Met de noodzaak voor herstructurering van de vloot is de Vissersbond het ook eens. Maar Berends en Nooitgedagt hameren wel op een eerlijke discussie op dit punt waarbij er ook onder ogen wordt gezien dat vissers als gevolg van natuurprojecten, windparken en zandwinning beetje bij beetje van het water worden gedrukt. ,,Van de huidige 600 staande netten in het hele IJsselmeer kunnen natuurlijk niet alle vissers leven. Er zijn vergunninghouders met niet meer dan 8 perkjes, en dat dreigt nog verder teruggebracht te worden naar 5.’’
Hét heikele punt is het voornemen van LNV om rechten voor staande netten definitief in te nemen als deze aantoonbaar niet meer gebruikt zullen worden. Gedacht wordt aan een termijn van ongeveer zes jaar. Berends wordt er boos over: ,,Eerst voer je een beperkingen van 85 procent door. En dan nog eens eentje met 36 procent, terwijl het met snoekbaars wel beter gaat. En dan wil je merken innemen. Er is feitelijk al sprake van een koude sanering, en dus laat voor iedereen glashelder zijn: wij gaan hier never mee akkoord! Wij willen een warme sanering.’’
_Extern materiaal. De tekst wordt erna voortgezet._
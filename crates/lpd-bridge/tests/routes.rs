//! Bridge route tests.

use axum::body::{to_bytes, Body};
use axum::http::{Method, Request, StatusCode};
use futures_util::StreamExt;
use lpd_bridge::{create_router, run_broadcaster, AppState, BridgeConfig, BridgeState};
use lpd_core::{default_categories, AnnotationFact, Category, CategoryKey, ColorHex, Identifier};
use lpd_persistence::{MemoryCache, TokenCache};
use lpd_registry::DedupRegistry;
use lpd_router::{CategorySettings, Controller, LogNotifier};
use lpd_ws::PagePresence;
use serde_json::{json, Value};
use std::sync::Arc;
use tokio::sync::{broadcast, mpsc, watch};
use tokio_util::sync::CancellationToken;
use tower::ServiceExt;

struct Harness {
    state: BridgeState,
    registry: Arc<DedupRegistry>,
    presence: Arc<PagePresence>,
    push_tx: broadcast::Sender<String>,
    _connected_tx: watch::Sender<bool>,
}

fn harness() -> Harness {
    let settings = Arc::new(CategorySettings::new(default_categories(), false).unwrap());
    let registry = Arc::new(DedupRegistry::new(TokenCache::new(
        Arc::new(MemoryCache::new()),
        300,
    )));
    let (connected_tx, connected_rx) = watch::channel(true);
    let controller = Arc::new(Controller::new(
        settings,
        registry.clone(),
        Arc::new(LogNotifier),
        connected_rx,
    ));
    let presence = Arc::new(PagePresence::with_default_sites().unwrap());
    let (push_tx, _) = broadcast::channel(16);
    Harness {
        state: BridgeState::new(controller, presence.clone(), push_tx.clone()),
        registry,
        presence,
        push_tx,
        _connected_tx: connected_tx,
    }
}

fn accept(registry: &DedupRegistry, id: &str, category: &str) {
    registry.try_accept(
        &Identifier::new(id).unwrap(),
        &Category::Launchpad(CategoryKey::new(category)),
    );
}

async fn call(h: &Harness, method: Method, uri: &str, body: Option<Value>) -> (StatusCode, Value) {
    let app = create_router(AppState::new(h.state.clone(), &BridgeConfig::default()));
    let mut builder = Request::builder().method(method).uri(uri);
    let body = match body {
        Some(value) => {
            builder = builder.header("content-type", "application/json");
            Body::from(value.to_string())
        }
        None => Body::empty(),
    };
    let response = app.oneshot(builder.body(body).unwrap()).await.unwrap();
    let status = response.status();
    let bytes = to_bytes(response.into_body(), usize::MAX).await.unwrap();
    let value = serde_json::from_slice(&bytes).unwrap_or(Value::Null);
    (status, value)
}

#[tokio::test]
async fn test_stats_endpoint() {
    let h = harness();
    accept(&h.registry, "MintA", "uxento");
    h.registry
        .try_accept(&Identifier::new("MintB").unwrap(), &Category::Unclassified);

    let (status, body) = call(&h, Method::GET, "/api/stats", None).await;
    assert_eq!(status, StatusCode::OK);
    assert_eq!(body["connected"], true);
    assert_eq!(body["totalDetected"], 1);
    assert_eq!(body["counts"]["uxento"], 1);
    assert_eq!(body["counts"]["rapid"], 0);
    assert_eq!(body["counts"]["other"], 1);
}

#[tokio::test]
async fn test_control_reset_and_errors() {
    let h = harness();
    accept(&h.registry, "MintA", "uxento");

    let (status, body) = call(&h, Method::POST, "/api/control", Some(json!({"type": "RESET"}))).await;
    assert_eq!(status, StatusCode::OK);
    assert_eq!(body["type"], "OK");
    assert_eq!(h.registry.stats().total_detected, 0);

    let (status, body) = call(
        &h,
        Method::POST,
        "/api/control",
        Some(json!({"type": "SET_CATEGORY_ENABLED", "category": "pump", "enabled": true})),
    )
    .await;
    assert_eq!(status, StatusCode::BAD_REQUEST);
    assert_eq!(body["type"], "ERROR");
}

#[tokio::test]
async fn test_invalid_color_rejected() {
    let h = harness();
    let (status, _) = call(
        &h,
        Method::POST,
        "/api/control",
        Some(json!({"type": "SET_CATEGORY_COLOR", "category": "rapid", "color": "blue"})),
    )
    .await;
    assert!(status.is_client_error());
}

#[tokio::test]
async fn test_known_annotations_endpoint() {
    let h = harness();
    accept(&h.registry, "MintA", "rapid");

    let (status, body) = call(&h, Method::GET, "/api/annotations", None).await;
    assert_eq!(status, StatusCode::OK);
    assert_eq!(body["type"], "KNOWN_ANNOTATIONS");
    assert_eq!(body["annotations"][0]["identifier"], "MintA");
    assert_eq!(body["annotations"][0]["label"], "RAPIDLAUNCH");
}

#[tokio::test]
async fn test_page_presence_drives_interest() {
    let h = harness();
    let mut interest = h.presence.subscribe();

    let (_, body) = call(
        &h,
        Method::PUT,
        "/api/pages/tab-1",
        Some(json!({"url": "https://axiom.trade/pulse"})),
    )
    .await;
    assert_eq!(body["qualifies"], true);
    assert_eq!(body["interested"], true);
    assert!(interest.has_changed().unwrap());
    assert!(*interest.borrow_and_update());

    let (_, body) = call(
        &h,
        Method::PUT,
        "/api/pages/tab-2",
        Some(json!({"url": "https://example.com/"})),
    )
    .await;
    assert_eq!(body["qualifies"], false);
    assert_eq!(body["pages"], 2);

    let (_, body) = call(&h, Method::DELETE, "/api/pages/tab-1", None).await;
    assert_eq!(body["interested"], false);
    assert!(!*interest.borrow_and_update());
}

#[tokio::test]
async fn test_metrics_endpoint() {
    let h = harness();
    let app = create_router(AppState::new(h.state.clone(), &BridgeConfig::default()));
    let response = app
        .oneshot(Request::builder().uri("/metrics").body(Body::empty()).unwrap())
        .await
        .unwrap();
    assert_eq!(response.status(), StatusCode::OK);
}

#[tokio::test]
async fn test_page_socket_receives_known_then_pushed() {
    let h = harness();
    accept(&h.registry, "MintA", "uxento");

    let cancel = CancellationToken::new();
    let (fact_tx, fact_rx) = mpsc::channel(8);
    tokio::spawn(run_broadcaster(fact_rx, h.push_tx.clone(), cancel.clone()));

    let listener = tokio::net::TcpListener::bind("127.0.0.1:0").await.unwrap();
    let addr = listener.local_addr().unwrap();
    let app = create_router(AppState::new(h.state.clone(), &BridgeConfig::default()));
    tokio::spawn(async move {
        axum::serve(listener, app).await.unwrap();
    });

    let (mut socket, _) = tokio_tungstenite::connect_async(format!("ws://{addr}/ws"))
        .await
        .unwrap();

    let first: Value =
        serde_json::from_str(socket.next().await.unwrap().unwrap().to_text().unwrap()).unwrap();
    assert_eq!(first["type"], "KNOWN_ANNOTATIONS");
    assert_eq!(first["annotations"][0]["identifier"], "MintA");

    fact_tx
        .send(AnnotationFact::new(
            Identifier::new("MintB").unwrap(),
            CategoryKey::new("rapid"),
            "RAPIDLAUNCH".to_string(),
            ColorHex::parse("#1e88e5").unwrap(),
        ))
        .await
        .unwrap();

    let pushed: Value =
        serde_json::from_str(socket.next().await.unwrap().unwrap().to_text().unwrap()).unwrap();
    assert_eq!(pushed["type"], "ANNOTATE");
    assert_eq!(pushed["identifier"], "MintB");

    cancel.cancel();
}
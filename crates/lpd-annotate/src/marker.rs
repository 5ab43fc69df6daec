//! Marker rendering.

use crate::dom::{Document, NodeId};
use crate::error::AnnotateResult;
use crate::profile::{MarkerPlacement, SiteProfile};
use lpd_core::{AnnotationView, ColorHex};

/// Class carried by every marker node.
pub const MARKER_CLASS: &str = "launchpad-detector-label";

/// What a marker shows.
#[derive(Debug, Clone, PartialEq, Eq)]
pub struct MarkerConfig {
    pub label: String,
    pub color: ColorHex,
}

impl From<&AnnotationView> for MarkerConfig {
    fn from(view: &AnnotationView) -> Self {
        Self {
            label: view.label.clone(),
            color: view.color.clone(),
        }
    }
}

#[derive(Debug, Clone, Copy, PartialEq, Eq)]
pub enum MarkerOutcome {
    Created(NodeId),
    Updated(NodeId),
    Unchanged(NodeId),
    /// Row found but its anchor has not rendered yet.
    AnchorMissing,
}

impl MarkerOutcome {
    pub fn is_applied(&self) -> bool {
        !matches!(self, Self::AnchorMissing)
    }
}

/// Existing marker inside `row`, if any.
pub fn find_marker(doc: &Document, row: NodeId) -> Option<NodeId> {
    doc.find_descendant(row, |e| e.has_class(MARKER_CLASS))
}

/// Ensure `row` carries exactly one marker matching `config`.
pub fn apply_marker(
    doc: &mut Document,
    profile: &SiteProfile,
    row: NodeId,
    config: &MarkerConfig,
) -> AnnotateResult<MarkerOutcome> {
    let Some(anchor) = profile.find_anchor(doc, row) else {
        return Ok(MarkerOutcome::AnchorMissing);
    };

    if let Some(marker) = find_marker(doc, row) {
        let element = doc.element(marker)?;
        if element.text() == config.label && element.style("color") == Some(config.color.as_str()) {
            return Ok(MarkerOutcome::Unchanged(marker));
        }
        doc.set_text(marker, &config.label)?;
        doc.set_style(marker, "color", config.color.as_str())?;
        return Ok(MarkerOutcome::Updated(marker));
    }

    let spec = &profile.marker;
    let marker = doc.create_element(&spec.tag);
    let mut class_name = MARKER_CLASS.to_string();
    for class in &spec.extra_classes {
        class_name.push(' ');
        class_name.push_str(class);
    }
    doc.set_class_name(marker, &class_name)?;
    for (property, value) in &spec.styles {
        doc.set_style(marker, property, value)?;
    }
    doc.set_text(marker, &config.label)?;
    doc.set_style(marker, "color", config.color.as_str())?;

    match spec.placement {
        MarkerPlacement::AfterAnchor => doc.insert_after(anchor, marker)?,
        MarkerPlacement::AnchorSecondChild => {
            let second = doc.element(anchor)?.children().get(1).copied();
            doc.insert_before(anchor, marker, second)?;
        }
    }
    Ok(MarkerOutcome::Created(marker))
}
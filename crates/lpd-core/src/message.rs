//! Cross-context and control-surface messages.
//!
//! All messages are JSON objects tagged by a `type` field, matching the
//! message vocabulary exchanged between the session context and page
//! contexts.

use crate::category::CategoryKey;
use crate::types::{AnnotationFact, ColorHex, Identifier};
use serde::{Deserialize, Serialize};
use std::collections::BTreeMap;

/// What a page needs to render one marker.
#[derive(Debug, Clone, PartialEq, Eq, Serialize, Deserialize)]
pub struct AnnotationView {
    pub identifier: Identifier,
    pub label: String,
    pub color: ColorHex,
}

impl From<&AnnotationFact> for AnnotationView {
    fn from(fact: &AnnotationFact) -> Self {
        Self {
            identifier: fact.identifier().clone(),
            label: fact.label().to_string(),
            color: fact.color().clone(),
        }
    }
}

/// Session context -> page context.
#[derive(Debug, Clone, PartialEq, Eq, Serialize, Deserialize)]
#[serde(tag = "type", rename_all = "SCREAMING_SNAKE_CASE")]
pub enum PageMessage {
    /// Push: a newly accepted fact.
    Annotate(AnnotationView),
    /// Pull response: everything the page may have missed before loading.
    KnownAnnotations { annotations: Vec<AnnotationView> },
}

/// Requests accepted by the control surface.
#[derive(Debug, Clone, PartialEq, Eq, Serialize, Deserialize)]
#[serde(tag = "type", rename_all = "SCREAMING_SNAKE_CASE")]
pub enum ControlRequest {
    GetStats,
    Reset,
    SetCategoryEnabled { category: CategoryKey, enabled: bool },
    SetCategoryColor { category: CategoryKey, color: ColorHex },
    SetNotificationsEnabled { enabled: bool },
    GetKnownAnnotations,
}

/// Responses of the control surface.
#[derive(Debug, Clone, PartialEq, Eq, Serialize, Deserialize)]
#[serde(tag = "type", rename_all = "SCREAMING_SNAKE_CASE")]
pub enum ControlResponse {
    Stats(StatsSnapshot),
    Ok,
    KnownAnnotations { annotations: Vec<AnnotationView> },
    Error { message: String },
}

/// `GET_STATS` payload.
#[derive(Debug, Clone, Default, PartialEq, Eq, Serialize, Deserialize)]
#[serde(rename_all = "camelCase")]
pub struct StatsSnapshot {
    pub connected: bool,
    pub total_detected: u64,
    /// Per-category counts, keyed by category key plus `other`.
    pub counts: BTreeMap<String, u64>,
}

#[cfg(test)]
mod tests {
    use super::*;
    use serde_json::json;

    #[test]
    fn test_annotate_wire_format() {
        let msg = PageMessage::Annotate(AnnotationView {
            identifier: Identifier::new("MINT123").unwrap(),
            label: "UXENTO".to_string(),
            color: ColorHex::parse("#ff0000").unwrap(),
        });
        let value = serde_json::to_value(&msg).unwrap();
        assert_eq!(
            value,
            json!({"type": "ANNOTATE", "identifier": "MINT123", "label": "UXENTO", "color": "#ff0000"})
        );
    }

    #[test]
    fn test_control_request_parse() {
        let req: ControlRequest = serde_json::from_value(json!({
            "type": "SET_CATEGORY_COLOR",
            "category": "Uxento",
            "color": "#00FF00"
        }))
        .unwrap();
        assert_eq!(
            req,
            ControlRequest::SetCategoryColor {
                category: CategoryKey::new("uxento"),
                color: ColorHex::parse("#00ff00").unwrap(),
            }
        );

        let reset: ControlRequest = serde_json::from_value(json!({"type": "RESET"})).unwrap();
        assert_eq!(reset, ControlRequest::Reset);
    }

    #[test]
    fn test_control_request_rejects_bad_color() {
        let parsed: Result<ControlRequest, _> = serde_json::from_value(json!({
            "type": "SET_CATEGORY_COLOR",
            "category": "uxento",
            "color": "blue"
        }));
        assert!(parsed.is_err());
    }

    #[test]
    fn test_stats_wire_format() {
        let mut counts = BTreeMap::new();
        counts.insert("uxento".to_string(), 2);
        counts.insert("other".to_string(), 1);
        let resp = ControlResponse::Stats(StatsSnapshot {
            connected: true,
            total_detected: 2,
            counts,
        });
        let value = serde_json::to_value(&resp).unwrap();
        assert_eq!(value["type"], "STATS");
        assert_eq!(value["totalDetected"], 2);
        assert_eq!(value["counts"]["other"], 1);
    }
}
//! In-memory document model.
//!
//! An arena of elements rooted at `body`. Detached subtrees stay in the
//! arena so removal records can still be inspected. Structural changes
//! under the root are recorded as `MutationRecord`s, drained by the
//! page driver the way a subtree-wide mutation observer would see them.

use crate::error::{AnnotateError, AnnotateResult};
use std::collections::BTreeMap;
use std::fmt::Write as _;

#[derive(Debug, Clone, Copy, PartialEq, Eq, Hash, PartialOrd, Ord)]
pub struct NodeId(usize);

#[derive(Debug, Clone, Default)]
pub struct Element {
    tag: String,
    classes: Vec<String>,
    attributes: BTreeMap<String, String>,
    style: BTreeMap<String, String>,
    text: String,
    parent: Option<NodeId>,
    children: Vec<NodeId>,
}

impl Element {
    pub fn tag(&self) -> &str {
        &self.tag
    }

    pub fn classes(&self) -> &[String] {
        &self.classes
    }

    pub fn has_class(&self, class: &str) -> bool {
        self.classes.iter().any(|c| c == class)
    }

    /// True when every class in `required` is present (extra classes allowed).
    pub fn has_all_classes<S: AsRef<str>>(&self, required: &[S]) -> bool {
        !required.is_empty() && required.iter().all(|c| self.has_class(c.as_ref()))
    }

    pub fn attribute(&self, name: &str) -> Option<&str> {
        self.attributes.get(name).map(String::as_str)
    }

    pub fn style(&self, property: &str) -> Option<&str> {
        self.style.get(property).map(String::as_str)
    }

    /// Own text, excluding children.
    pub fn text(&self) -> &str {
        &self.text
    }

    pub fn parent(&self) -> Option<NodeId> {
        self.parent
    }

    pub fn children(&self) -> &[NodeId] {
        &self.children
    }
}

/// Structural change under the document root.
#[derive(Debug, Clone, Copy, PartialEq, Eq)]
pub enum MutationRecord {
    Added { parent: NodeId, node: NodeId },
    Removed { parent: NodeId, node: NodeId },
}

#[derive(Debug, Clone)]
pub struct Document {
    nodes: Vec<Element>,
    mutations: Vec<MutationRecord>,
}

impl Default for Document {
    fn default() -> Self {
        Self::new()
    }
}

impl Document {
    pub fn new() -> Self {
        Self {
            nodes: vec![Element {
                tag: "body".to_string(),
                ..Element::default()
            }],
            mutations: Vec::new(),
        }
    }

    pub fn root(&self) -> NodeId {
        NodeId(0)
    }

    /// Create a detached element.
    pub fn create_element(&mut self, tag: &str) -> NodeId {
        self.nodes.push(Element {
            tag: tag.to_ascii_lowercase(),
            ..Element::default()
        });
        NodeId(self.nodes.len() - 1)
    }

    pub fn get(&self, id: NodeId) -> Option<&Element> {
        self.nodes.get(id.0)
    }

    pub fn element(&self, id: NodeId) -> AnnotateResult<&Element> {
        self.get(id).ok_or(AnnotateError::NodeNotFound(id))
    }

    fn element_mut(&mut self, id: NodeId) -> AnnotateResult<&mut Element> {
        self.nodes
            .get_mut(id.0)
            .ok_or(AnnotateError::NodeNotFound(id))
    }

    /// Replace the class list with the whitespace-separated tokens of `class_name`.
    pub fn set_class_name(&mut self, id: NodeId, class_name: &str) -> AnnotateResult<()> {
        self.element_mut(id)?.classes = class_name.split_whitespace().map(str::to_string).collect();
        Ok(())
    }

    pub fn set_attribute(&mut self, id: NodeId, name: &str, value: &str) -> AnnotateResult<()> {
        self.element_mut(id)?
            .attributes
            .insert(name.to_string(), value.to_string());
        Ok(())
    }

    pub fn set_text(&mut self, id: NodeId, text: &str) -> AnnotateResult<()> {
        self.element_mut(id)?.text = text.to_string();
        Ok(())
    }

    pub fn set_style(&mut self, id: NodeId, property: &str, value: &str) -> AnnotateResult<()> {
        self.element_mut(id)?
            .style
            .insert(property.to_string(), value.to_string());
        Ok(())
    }

    pub fn append_child(&mut self, parent: NodeId, child: NodeId) -> AnnotateResult<()> {
        self.insert_before(parent, child, None)
    }

    /// Insert `child` into `parent` before `reference`, or at the end when
    /// `reference` is `None`. The child is detached from its old parent first.
    pub fn insert_before(
        &mut self,
        parent: NodeId,
        child: NodeId,
        reference: Option<NodeId>,
    ) -> AnnotateResult<()> {
        self.element(parent)?;
        self.element(child)?;
        if child == self.root() || self.is_inclusive_ancestor(child, parent) {
            return Err(AnnotateError::Hierarchy(format!(
                "{child:?} cannot be inserted into {parent:?}"
            )));
        }
        if let Some(reference) = reference {
            if self.element(reference)?.parent != Some(parent) {
                return Err(AnnotateError::Hierarchy(format!(
                    "{reference:?} is not a child of {parent:?}"
                )));
            }
        }

        if self.element(child)?.parent.is_some() {
            self.remove(child)?;
        }

        let position = match reference {
            Some(reference) => self.nodes[parent.0]
                .children
                .iter()
                .position(|&c| c == reference)
                .unwrap_or(self.nodes[parent.0].children.len()),
            None => self.nodes[parent.0].children.len(),
        };
        self.nodes[parent.0].children.insert(position, child);
        self.nodes[child.0].parent = Some(parent);

        if self.is_connected(parent) {
            self.mutations.push(MutationRecord::Added { parent, node: child });
        }
        Ok(())
    }

    /// Insert `child` as the next sibling of `reference`.
    pub fn insert_after(&mut self, reference: NodeId, child: NodeId) -> AnnotateResult<()> {
        let parent = self.element(reference)?.parent.ok_or_else(|| {
            AnnotateError::Hierarchy(format!("{reference:?} has no parent"))
        })?;
        let next = {
            let siblings = &self.nodes[parent.0].children;
            siblings
                .iter()
                .position(|&c| c == reference)
                .and_then(|i| siblings.get(i + 1).copied())
        };
        self.insert_before(parent, child, next)
    }

    /// Detach `id` from its parent. The subtree stays readable.
    pub fn remove(&mut self, id: NodeId) -> AnnotateResult<()> {
        let Some(parent) = self.element(id)?.parent else {
            return Ok(());
        };
        let connected = self.is_connected(parent);
        self.nodes[parent.0].children.retain(|&c| c != id);
        self.nodes[id.0].parent = None;
        if connected {
            self.mutations.push(MutationRecord::Removed { parent, node: id });
        }
        Ok(())
    }

    /// Whether `id` is attached to the document root.
    pub fn is_connected(&self, id: NodeId) -> bool {
        self.is_inclusive_ancestor(self.root(), id)
    }

    fn is_inclusive_ancestor(&self, ancestor: NodeId, mut node: NodeId) -> bool {
        loop {
            if node == ancestor {
                return true;
            }
            match self.get(node).and_then(|e| e.parent) {
                Some(parent) => node = parent,
                None => return false,
            }
        }
    }

    /// Descendants of `id` in document order, excluding `id`.
    pub fn descendants(&self, id: NodeId) -> Vec<NodeId> {
        let mut out = Vec::new();
        let mut stack: Vec<NodeId> = match self.get(id) {
            Some(e) => e.children.iter().rev().copied().collect(),
            None => return out,
        };
        while let Some(node) = stack.pop() {
            out.push(node);
            if let Some(e) = self.get(node) {
                stack.extend(e.children.iter().rev().copied());
            }
        }
        out
    }

    /// Nearest ancestor-or-self satisfying `pred`.
    pub fn closest(&self, id: NodeId, pred: impl Fn(&Element) -> bool) -> Option<NodeId> {
        let mut current = Some(id);
        while let Some(node) = current {
            let element = self.get(node)?;
            if pred(element) {
                return Some(node);
            }
            current = element.parent;
        }
        None
    }

    /// First descendant of `id` in document order satisfying `pred`.
    pub fn find_descendant(&self, id: NodeId, pred: impl Fn(&Element) -> bool) -> Option<NodeId> {
        self.descendants(id)
            .into_iter()
            .find(|&node| self.get(node).is_some_and(&pred))
    }

    pub fn text_content(&self, id: NodeId) -> String {
        let mut out = String::new();
        if let Some(e) = self.get(id) {
            out.push_str(&e.text);
        }
        for node in self.descendants(id) {
            if let Some(e) = self.get(node) {
                out.push_str(&e.text);
            }
        }
        out
    }

    /// Serialized markup of `id` and its subtree.
    pub fn outer_html(&self, id: NodeId) -> String {
        let mut out = String::new();
        self.write_html(id, &mut out);
        out
    }

    fn write_html(&self, id: NodeId, out: &mut String) {
        let Some(e) = self.get(id) else {
            return;
        };
        let _ = write!(out, "<{}", e.tag);
        if !e.classes.is_empty() {
            let _ = write!(out, " class=\"{}\"", e.classes.join(" "));
        }
        for (name, value) in &e.attributes {
            let _ = write!(out, " {name}=\"{value}\"");
        }
        if !e.style.is_empty() {
            let style: Vec<String> = e.style.iter().map(|(k, v)| format!("{k}: {v};")).collect();
            let _ = write!(out, " style=\"{}\"", style.join(" "));
        }
        out.push('>');
        out.push_str(&e.text);
        for &child in &e.children {
            self.write_html(child, out);
        }
        let _ = write!(out, "</{}>", e.tag);
    }

    /// Drain mutation records accumulated since the last call.
    pub fn take_mutations(&mut self) -> Vec<MutationRecord> {
        std::mem::take(&mut self.mutations)
    }

    /// Create an element with classes and append it to `parent`.
    pub fn append_element(
        &mut self,
        parent: NodeId,
        tag: &str,
        class_name: &str,
    ) -> AnnotateResult<NodeId> {
        let id = self.create_element(tag);
        self.set_class_name(id, class_name)?;
        self.append_child(parent, id)?;
        Ok(id)
    }
}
Over de financiering merkt het ministerie van LNV op dat deze nog onderwerp van overleg is tussen de rijksoverheid en de provincies Flevoland, Friesland en Noord-Holland. Schouten: ,,Dit najaar gaan we de ambities afzetten tegen de praktijk, op juridisch, organisatorisch en financieel vlak, zodat we zicht krijgen op een realistische vertaling.’’
Paling
Minister Schouten heeft ook de tussentijdse evaluatie van het Nederlandse aalbeheerplan aan de Kamer verzonden. Het plan laat een substantiële afname van de sterfte door vissers zien. Opgemerkt wordt dat de visserijsterfte van aal op het IJsselmeer nog relatief hoog is ,,Aanvullende daling in sterfte moet nu vooral komen van het oplossen van de vismigratieknelpunten’’, schrijft Schouten.
Komend najaar start de Europese Commissie met consultatie en eventuele aanpassing van het aalherstelplan. Tot die tijd blijft het Nederlandse plan van kracht.
Dit artikel verscheen op 21 september 2018 in Visserijnieuws.